Below are records to be output exactly, every one of them.

Saved data entries:
((

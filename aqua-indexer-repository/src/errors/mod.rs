//! Error types for the aqua indexer repository.

mod search_error;

pub use search_error::SearchError;
//! Interface definitions for the search engine client.
//!
//! This module defines the abstract `SearchEngineClient` trait that allows
//! for dependency injection and swappable search backend implementations.

mod search_engine_client;

pub use search_engine_client::SearchEngineClient;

))

ANSWER BOX:
filename aqua-indexer-repository/src/errors/mod.rs
//! Error types for the aqua indexer repository.

mod search_error;

pub use search_error::SearchError;
//! Interface definitions for the search engine client.
//!
//! This module defines the abstract `SearchEngineClient` trait that allows
//! for dependency injection and swappable search backend implementations.

mod search_engine_client;

pub use search_engine_client::SearchEngineClient;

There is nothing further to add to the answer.